GIVEN DATA Block Start
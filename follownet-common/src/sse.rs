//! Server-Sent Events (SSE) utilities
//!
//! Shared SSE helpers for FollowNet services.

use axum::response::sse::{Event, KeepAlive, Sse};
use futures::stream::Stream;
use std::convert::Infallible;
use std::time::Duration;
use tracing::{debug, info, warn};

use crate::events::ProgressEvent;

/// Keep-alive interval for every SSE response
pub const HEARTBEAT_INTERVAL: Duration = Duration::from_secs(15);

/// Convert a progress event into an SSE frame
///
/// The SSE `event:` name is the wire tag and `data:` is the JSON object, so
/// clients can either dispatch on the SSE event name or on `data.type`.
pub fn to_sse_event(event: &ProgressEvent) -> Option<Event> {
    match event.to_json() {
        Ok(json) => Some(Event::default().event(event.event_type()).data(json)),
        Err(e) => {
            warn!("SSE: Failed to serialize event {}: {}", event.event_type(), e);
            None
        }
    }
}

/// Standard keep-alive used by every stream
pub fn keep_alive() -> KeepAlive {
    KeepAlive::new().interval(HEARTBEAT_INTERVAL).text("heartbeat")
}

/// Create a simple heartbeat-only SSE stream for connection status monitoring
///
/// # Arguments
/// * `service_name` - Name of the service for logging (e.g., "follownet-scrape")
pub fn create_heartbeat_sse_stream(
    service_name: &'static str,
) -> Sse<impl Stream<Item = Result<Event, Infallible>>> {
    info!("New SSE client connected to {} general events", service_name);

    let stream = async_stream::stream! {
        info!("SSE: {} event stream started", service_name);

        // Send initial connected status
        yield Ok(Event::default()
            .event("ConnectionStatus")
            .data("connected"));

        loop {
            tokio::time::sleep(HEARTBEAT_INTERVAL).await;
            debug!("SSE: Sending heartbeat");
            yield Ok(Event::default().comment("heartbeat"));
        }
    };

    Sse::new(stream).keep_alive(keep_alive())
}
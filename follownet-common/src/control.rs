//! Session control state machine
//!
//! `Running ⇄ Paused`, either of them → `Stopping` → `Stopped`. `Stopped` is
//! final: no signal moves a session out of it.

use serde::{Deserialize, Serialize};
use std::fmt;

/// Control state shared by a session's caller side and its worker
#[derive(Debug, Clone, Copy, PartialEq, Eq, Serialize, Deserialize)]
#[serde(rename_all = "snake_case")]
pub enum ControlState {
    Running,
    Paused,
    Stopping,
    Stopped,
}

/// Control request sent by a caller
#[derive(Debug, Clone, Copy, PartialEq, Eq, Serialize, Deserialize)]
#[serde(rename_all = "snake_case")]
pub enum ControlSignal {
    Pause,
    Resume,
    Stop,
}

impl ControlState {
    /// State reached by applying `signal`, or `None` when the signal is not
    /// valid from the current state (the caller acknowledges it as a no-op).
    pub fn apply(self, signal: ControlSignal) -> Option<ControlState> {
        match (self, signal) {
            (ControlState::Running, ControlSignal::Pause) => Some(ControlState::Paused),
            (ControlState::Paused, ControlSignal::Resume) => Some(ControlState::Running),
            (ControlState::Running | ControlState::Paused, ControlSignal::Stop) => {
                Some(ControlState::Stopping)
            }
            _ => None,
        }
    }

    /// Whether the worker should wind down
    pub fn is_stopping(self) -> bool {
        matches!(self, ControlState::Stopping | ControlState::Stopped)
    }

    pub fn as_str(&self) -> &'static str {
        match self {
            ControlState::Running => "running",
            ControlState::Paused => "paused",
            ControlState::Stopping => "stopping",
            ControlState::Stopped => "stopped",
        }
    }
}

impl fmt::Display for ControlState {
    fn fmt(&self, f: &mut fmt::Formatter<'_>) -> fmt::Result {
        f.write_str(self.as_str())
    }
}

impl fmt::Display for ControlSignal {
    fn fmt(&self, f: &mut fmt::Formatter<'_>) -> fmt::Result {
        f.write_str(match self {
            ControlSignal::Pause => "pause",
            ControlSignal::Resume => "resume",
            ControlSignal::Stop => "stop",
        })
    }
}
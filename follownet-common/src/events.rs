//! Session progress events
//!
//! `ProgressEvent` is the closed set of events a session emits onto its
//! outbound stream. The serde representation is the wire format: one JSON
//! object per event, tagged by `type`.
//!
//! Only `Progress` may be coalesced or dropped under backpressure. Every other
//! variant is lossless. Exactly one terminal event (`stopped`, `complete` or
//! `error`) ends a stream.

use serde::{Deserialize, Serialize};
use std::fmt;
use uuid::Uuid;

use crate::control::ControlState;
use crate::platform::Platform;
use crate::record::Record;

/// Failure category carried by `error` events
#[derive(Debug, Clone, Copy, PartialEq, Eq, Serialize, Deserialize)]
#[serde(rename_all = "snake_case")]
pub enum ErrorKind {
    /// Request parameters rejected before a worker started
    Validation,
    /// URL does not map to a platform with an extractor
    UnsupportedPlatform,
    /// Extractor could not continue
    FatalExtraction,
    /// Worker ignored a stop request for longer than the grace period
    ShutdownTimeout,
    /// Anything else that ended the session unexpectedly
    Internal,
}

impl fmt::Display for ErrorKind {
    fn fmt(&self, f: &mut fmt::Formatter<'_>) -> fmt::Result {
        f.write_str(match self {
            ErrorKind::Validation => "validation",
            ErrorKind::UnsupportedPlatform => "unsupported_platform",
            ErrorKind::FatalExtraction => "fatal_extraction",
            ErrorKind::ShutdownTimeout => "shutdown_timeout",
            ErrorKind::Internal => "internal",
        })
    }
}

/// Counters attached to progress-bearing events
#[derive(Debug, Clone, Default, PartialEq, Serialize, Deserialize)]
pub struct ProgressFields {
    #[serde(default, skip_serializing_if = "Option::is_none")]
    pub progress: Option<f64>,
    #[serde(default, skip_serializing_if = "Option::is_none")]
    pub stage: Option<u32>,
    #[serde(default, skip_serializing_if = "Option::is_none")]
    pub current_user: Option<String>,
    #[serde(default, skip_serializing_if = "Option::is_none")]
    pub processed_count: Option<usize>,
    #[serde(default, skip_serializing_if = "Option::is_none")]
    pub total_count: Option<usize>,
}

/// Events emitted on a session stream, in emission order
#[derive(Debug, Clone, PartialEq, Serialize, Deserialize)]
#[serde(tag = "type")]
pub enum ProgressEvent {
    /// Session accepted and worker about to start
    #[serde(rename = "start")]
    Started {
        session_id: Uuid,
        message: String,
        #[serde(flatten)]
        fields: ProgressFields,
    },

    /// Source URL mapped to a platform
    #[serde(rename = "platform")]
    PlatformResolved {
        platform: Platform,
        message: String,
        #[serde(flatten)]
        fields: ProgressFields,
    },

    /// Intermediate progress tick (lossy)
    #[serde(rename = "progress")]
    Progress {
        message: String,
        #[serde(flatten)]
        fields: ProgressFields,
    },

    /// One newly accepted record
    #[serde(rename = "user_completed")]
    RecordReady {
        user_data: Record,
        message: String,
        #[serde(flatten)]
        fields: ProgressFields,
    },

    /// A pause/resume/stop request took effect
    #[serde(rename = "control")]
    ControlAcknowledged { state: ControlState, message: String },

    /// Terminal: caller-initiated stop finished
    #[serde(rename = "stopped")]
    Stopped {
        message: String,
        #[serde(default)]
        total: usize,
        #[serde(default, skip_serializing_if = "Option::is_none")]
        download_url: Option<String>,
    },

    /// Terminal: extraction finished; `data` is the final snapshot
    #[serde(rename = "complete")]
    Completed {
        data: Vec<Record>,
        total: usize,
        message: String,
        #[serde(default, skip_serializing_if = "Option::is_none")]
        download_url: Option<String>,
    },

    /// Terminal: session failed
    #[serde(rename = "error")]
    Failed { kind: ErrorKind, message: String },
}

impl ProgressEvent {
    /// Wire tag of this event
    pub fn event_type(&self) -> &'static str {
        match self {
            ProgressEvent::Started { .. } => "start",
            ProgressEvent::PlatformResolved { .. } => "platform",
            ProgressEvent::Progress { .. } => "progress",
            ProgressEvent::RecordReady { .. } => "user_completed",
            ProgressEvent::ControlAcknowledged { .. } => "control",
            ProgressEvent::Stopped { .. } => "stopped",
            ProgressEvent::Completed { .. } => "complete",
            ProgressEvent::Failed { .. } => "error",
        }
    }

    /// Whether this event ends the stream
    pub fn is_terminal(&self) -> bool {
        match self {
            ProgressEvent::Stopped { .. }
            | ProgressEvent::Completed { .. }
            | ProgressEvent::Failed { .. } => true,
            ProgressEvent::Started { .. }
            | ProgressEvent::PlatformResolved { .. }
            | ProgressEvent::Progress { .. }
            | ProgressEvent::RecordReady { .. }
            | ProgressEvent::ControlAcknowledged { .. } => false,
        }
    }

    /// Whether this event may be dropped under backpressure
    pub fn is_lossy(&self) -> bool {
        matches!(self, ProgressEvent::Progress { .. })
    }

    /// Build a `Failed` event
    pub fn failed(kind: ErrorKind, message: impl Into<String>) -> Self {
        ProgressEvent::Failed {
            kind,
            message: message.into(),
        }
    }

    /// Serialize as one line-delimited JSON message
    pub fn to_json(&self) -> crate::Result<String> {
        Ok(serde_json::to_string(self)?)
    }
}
GIVEN DATA Block End
→ AIM OF THE EXERCISE
What are the lines, exactly as written above, from the line with "JSON object, so" to the line with "-> Sse<impl Stream<Item", both included? Output only those.

→ ANSWER FOR THE TASK
/// The SSE `event:` name is the wire tag and `data:` is the JSON object, so
/// clients can either dispatch on the SSE event name or on `data.type`.
pub fn to_sse_event(event: &ProgressEvent) -> Option<Event> {
    match event.to_json() {
        Ok(json) => Some(Event::default().event(event.event_type()).data(json)),
        Err(e) => {
            warn!("SSE: Failed to serialize event {}: {}", event.event_type(), e);
            None
        }
    }
}

/// Standard keep-alive used by every stream
pub fn keep_alive() -> KeepAlive {
    KeepAlive::new().interval(HEARTBEAT_INTERVAL).text("heartbeat")
}

/// Create a simple heartbeat-only SSE stream for connection status monitoring
///
/// # Arguments
/// * `service_name` - Name of the service for logging (e.g., "follownet-scrape")
pub fn create_heartbeat_sse_stream(
    service_name: &'static str,
) -> Sse<impl Stream<Item = Result<Event, Infallible>>> {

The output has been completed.